Historian Douglas Brinkley
's insightful Tour of Duty
covers John Kerry's heroic Vietnam service (where he won the Silver and Bronze Stars and three Purple Hearts) and the fervent antiwar campaign it eventually spawned. Born to Boston Brahmin heritage, the son of an American diplomat, John Forbes Kerry was a child of good fortune--an eventual Yalie whose personal hero (John Fitzgerald Kennedy) shared his initials. However, Kerry's privileged upbringing instilled in him not a sense of entitlement, but a burning sense of public service. Though equally obsessed and revulsed by the burgeoning Vietnam conflict, Kerry's sense of duty led him to enlist in the Navy (after graduating Yale), and then volunteer for training as captain of a Swift boat (small aluminum vessels that patrolled the coastal waters and narrow, dangerous tributaries of Vietnam's massive Mekong delta). Brinkley's meticulous research relies on Kerry's detailed wartime diaries, logs, and interviews, (published here for the first time) as well as a wealth of accounts of the Navy's first extensive "brown water" riverine campaign since the Civil War.

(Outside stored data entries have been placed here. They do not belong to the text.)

//! Token exchange and the device authorization flow
//!
//! Token endpoints answer either with a JSON document or, on older API
//! versions, with a query string. Both shapes are accepted.
//!
//! The device flow is driven by the caller: request a code with
//! [`GraphClient::fetch_device_code`], show the user code, then call
//! [`GraphClient::obtain_device_access_token`] once per polling interval
//! until it returns a token or a non-retryable error.

use std::collections::BTreeMap;

use serde::Deserialize;
use serde::de::DeserializeOwned;
use tracing::debug;

use graphlink_domain::{
    AccessToken, DebugTokenInfo, DeviceCode, GraphError, GraphResult, HttpMethod, Parameter, Scope,
};

use crate::client::GraphClient;
use crate::ports::Decoder;

const TOKEN_PATH: &str = "oauth/access_token";
const DEVICE_LOGIN_PATH: &str = "device/login";
const DEVICE_STATUS_PATH: &str = "device/login_status";
const DEBUG_TOKEN_PATH: &str = "debug_token";

/// Device-login subcode: the user has not authorized yet.
pub const SUBCODE_AUTHORIZATION_PENDING: i64 = 1_349_174;
/// Device-login subcode: polling too often.
pub const SUBCODE_SLOW_DOWN: i64 = 1_349_172;
/// Device-login subcode: the device code expired.
pub const SUBCODE_CODE_EXPIRED: i64 = 1_349_152;

/// Meaning of an OAuth error returned while polling the device flow.
#[derive(Debug, Clone, Copy, PartialEq, Eq)]
pub enum DeviceErrorKind {
    /// Authorization still pending
    Pending,
    /// Poll less frequently
    SlowDown,
    /// Code expired; start over
    Expired,
}

/// Maps device-login error subcodes to device-flow outcomes.
///
/// Subcodes not in the table leave the OAuth error unchanged, which ends
/// the flow (for example when the user declines).
#[derive(Debug, Clone, PartialEq, Eq)]
pub struct DeviceErrorMapping {
    subcodes: BTreeMap<i64, DeviceErrorKind>,
}

impl Default for DeviceErrorMapping {
    fn default() -> Self {
        Self::empty()
            .with(SUBCODE_AUTHORIZATION_PENDING, DeviceErrorKind::Pending)
            .with(SUBCODE_SLOW_DOWN, DeviceErrorKind::SlowDown)
            .with(SUBCODE_CODE_EXPIRED, DeviceErrorKind::Expired)
    }
}

impl DeviceErrorMapping {
    /// A mapping that recognizes no subcodes.
    #[must_use]
    pub const fn empty() -> Self {
        Self {
            subcodes: BTreeMap::new(),
        }
    }

    /// Maps `subcode` to `kind`, replacing any previous entry.
    #[must_use]
    pub fn with(mut self, subcode: i64, kind: DeviceErrorKind) -> Self {
        self.subcodes.insert(subcode, kind);
        self
    }

    /// Looks up the outcome for a subcode.
    #[must_use]
    pub fn kind_for(&self, subcode: i64) -> Option<DeviceErrorKind> {
        self.subcodes.get(&subcode).copied()
    }

    /// Rewrites a mapped OAuth error into its device-flow variant.
    #[must_use]
    pub fn translate(&self, error: GraphError) -> GraphError {
        let GraphError::OAuth(remote) = error else {
            return error;
        };
        match remote.subcode.and_then(|subcode| self.kind_for(subcode)) {
            Some(DeviceErrorKind::Pending) => GraphError::DeviceTokenPending(remote),
            Some(DeviceErrorKind::SlowDown) => GraphError::DeviceTokenSlowDown(remote),
            Some(DeviceErrorKind::Expired) => GraphError::DeviceTokenExpired(remote),
            None => GraphError::OAuth(remote),
        }
    }
}

#[derive(Deserialize)]
struct TokenDocument {
    access_token: String,
    #[serde(default)]
    token_type: Option<String>,
    #[serde(default)]
    expires_in: Option<i64>,
}

#[derive(Deserialize)]
struct DataEnvelope<T> {
    data: T,
}

fn verify_presence(name: &str, value: &str) -> GraphResult<()> {
    if value.trim().is_empty() {
        return Err(GraphError::invalid_argument(format!("{name} cannot be blank")));
    }
    Ok(())
}

impl<D: Decoder> GraphClient<D> {
    fn require_access_token(&self, operation: &str) -> GraphResult<&str> {
        self.config().access_token.as_deref().ok_or_else(|| {
            GraphError::illegal_state(format!("an access token is required to {operation}"))
        })
    }

    fn token_from_body(&self, body: &[u8]) -> GraphResult<AccessToken> {
        match self.decoder().decode::<TokenDocument>(body) {
            Ok(document) => Ok(AccessToken::new(
                document.access_token,
                document.token_type,
                document.expires_in,
            )),
            Err(err) => {
                debug!(error = %err, "token response is not a JSON document, parsing as query string");
                let text = std::str::from_utf8(body)
                    .map_err(|e| GraphError::Decode(format!("token response is not UTF-8: {e}")))?;
                AccessToken::from_query_string(text)
            }
        }
    }

    async fn request_token(
        &self,
        method: HttpMethod,
        path: &str,
        parameters: &[Parameter],
    ) -> GraphResult<AccessToken> {
        let call = match method {
            HttpMethod::Post => self.prepare_post(path, parameters, Vec::new())?,
            _ => self.prepare_query_call(method, path, parameters, &[])?,
        };
        let body = self.execute(call).await?.bytes().await?;
        self.token_from_body(&body)
    }

    async fn get_decoded<T: DeserializeOwned>(
        &self,
        path: &str,
        parameters: &[Parameter],
    ) -> GraphResult<T> {
        let call = self.prepare_query_call(HttpMethod::Get, path, parameters, &[])?;
        let body = self.execute(call).await?.bytes().await?;
        self.decoder().decode(&body)
    }

    /// Obtains an app access token with the client-credentials grant.
    ///
    /// # Errors
    ///
    /// Returns `InvalidArgument` for blank credentials, otherwise the
    /// transport, remote or decode failure.
    pub async fn obtain_app_access_token(
        &self,
        app_id: &str,
        app_secret: &str,
    ) -> GraphResult<AccessToken> {
        verify_presence("app_id", app_id)?;
        verify_presence("app_secret", app_secret)?;

        let parameters = [
            Parameter::new("grant_type", "client_credentials"),
            Parameter::new("client_id", app_id),
            Parameter::new("client_secret", app_secret),
        ];
        self.request_token(HttpMethod::Get, TOKEN_PATH, &parameters)
            .await
    }

    /// Exchanges an authorization code for a user access token.
    ///
    /// # Errors
    ///
    /// Returns `InvalidArgument` for blank credentials or code, otherwise
    /// the transport, remote or decode failure.
    pub async fn obtain_user_access_token(
        &self,
        app_id: &str,
        app_secret: &str,
        redirect_uri: &str,
        verification_code: &str,
    ) -> GraphResult<AccessToken> {
        verify_presence("app_id", app_id)?;
        verify_presence("app_secret", app_secret)?;
        verify_presence("verification_code", verification_code)?;

        let parameters = [
            Parameter::new("client_id", app_id),
            Parameter::new("client_secret", app_secret),
            Parameter::new("code", verification_code),
            Parameter::new("redirect_uri", redirect_uri),
        ];
        self.request_token(HttpMethod::Get, TOKEN_PATH, &parameters)
            .await
    }

    /// Exchanges a short-lived token for a long-lived one.
    ///
    /// # Errors
    ///
    /// Returns `InvalidArgument` for blank inputs, otherwise the transport,
    /// remote or decode failure.
    pub async fn obtain_extended_access_token(
        &self,
        app_id: &str,
        app_secret: &str,
        access_token: &str,
    ) -> GraphResult<AccessToken> {
        verify_presence("app_id", app_id)?;
        verify_presence("app_secret", app_secret)?;
        verify_presence("access_token", access_token)?;

        let parameters = [
            Parameter::new("client_id", app_id),
            Parameter::new("client_secret", app_secret),
            Parameter::new("grant_type", "fb_exchange_token"),
            Parameter::new("fb_exchange_token", access_token),
        ];
        self.request_token(HttpMethod::Get, TOKEN_PATH, &parameters)
            .await
    }

    /// Extends the access token this client was configured with.
    ///
    /// # Errors
    ///
    /// Returns `IllegalState` if no access token is configured.
    pub async fn obtain_extended_access_token_for_configured(
        &self,
        app_id: &str,
        app_secret: &str,
    ) -> GraphResult<AccessToken> {
        let token = self.require_access_token("extend it")?.to_string();
        self.obtain_extended_access_token(app_id, app_secret, &token)
            .await
    }

    /// Starts the device flow and returns the code to show the user.
    ///
    /// # Errors
    ///
    /// Returns `IllegalState` if no access token is configured, otherwise
    /// the transport, remote or decode failure.
    pub async fn fetch_device_code(&self, scope: &Scope) -> GraphResult<DeviceCode> {
        self.require_access_token("fetch a device code")?;

        let parameters = [
            Parameter::new("type", "device_code"),
            Parameter::new("scope", scope.to_string()),
        ];
        let call = self.prepare_post(DEVICE_LOGIN_PATH, &parameters, Vec::new())?;
        let body = self.execute(call).await?.bytes().await?;
        self.decoder().decode(&body)
    }

    /// Polls once for the token of a device-flow code.
    ///
    /// # Errors
    ///
    /// Returns `DeviceTokenPending` or `DeviceTokenSlowDown` while the user
    /// has not finished, `DeviceTokenExpired` once the code is dead, and an
    /// unmapped `OAuth` error when authorization was refused. Returns
    /// `IllegalState` if no access token is configured.
    pub async fn obtain_device_access_token(&self, code: &str) -> GraphResult<AccessToken> {
        verify_presence("code", code)?;
        self.require_access_token("poll for a device token")?;

        let parameters = [
            Parameter::new("type", "device_token"),
            Parameter::new("code", code),
        ];
        self.request_token(HttpMethod::Post, DEVICE_STATUS_PATH, &parameters)
            .await
            .map_err(|err| self.config().device_errors.translate(err))
    }

    /// Inspects a token: owner, validity, expiry and granted scopes.
    ///
    /// # Errors
    ///
    /// Returns `InvalidArgument` for a blank token, otherwise the
    /// transport, remote or decode failure.
    pub async fn debug_token(&self, input_token: &str) -> GraphResult<DebugTokenInfo> {
        verify_presence("input_token", input_token)?;

        let envelope: DataEnvelope<DebugTokenInfo> = self
            .get_decoded(DEBUG_TOKEN_PATH, &[Parameter::new("input_token", input_token)])
            .await?;
        Ok(envelope.data)
    }
}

Those harrowing months only deepened Kerry's antipathy to the war, and he returned to become one of the most articulate leaders of the Vietnam Veterans Against the War. Brinkley's account gives crucial human dimensions to a man whose seeming aloofness has long plagued him. With Americans again dying in a controversial war halfway around the world, one cannot help but wonder if Kerry will yet again be able to pose the haunting question first put to a Congressional panel thirty years ago: "How do you ask a man to be the last man to die for a mistake?" --Jerry McCulley
From Publishers Weekly
Popular historian Brinkley's account of John Kerry's Vietnam experience could easily serve as the first part of a multivolume biography, examining the senator and presidential candidate's early life in rigorous detail. Entering the U.S. Navy soon after graduating from Yale in 1966, Lieutenant (junior grade) Kerry commanded two Swift boat crews on river patrols in Vietnam, earning a Bronze Star, a Silver Star and three Purple Hearts. He kept "voluminous" notes during his service, maintained extensive correspondence with friends and family, and tape-recorded interviews with combat-seasoned comrades. With unrestricted access to this archival material and interviews with Kerry and surviving crewmates, Brinkley (coauthor with Stephen Ambrose of The Mississippi and the Making of a Nation) depicts war in riveting detail, down to what music the crew of PCF-94 listened to on patrol. Though clearly centering his attention on Kerry, Brinkley also stresses the navy's under-recognized role in Vietnam while emphasizing the "true battlefield heroism" of American forces. Kerry's combat experiences make for gripping reading, and later sections on his high-profile role in the antiwar movement are equally engrossing, including the Nixon White House's efforts (involving a young Armistead Maupin) to discredit veteran-turned-antiwar-activist Kerry as a "phony." Final chapters fully address Kerry's political failures in the early 1970s while quickly summarizing later successes and how these successes were shaped by his Vietnam experience and ongoing relationships with fellow veterans. Though never intended as a political biography, this book offers perhaps the most insightful examination available of the character of this or any other Democratic candidate. 16 pages of b&w photos not seen by PW.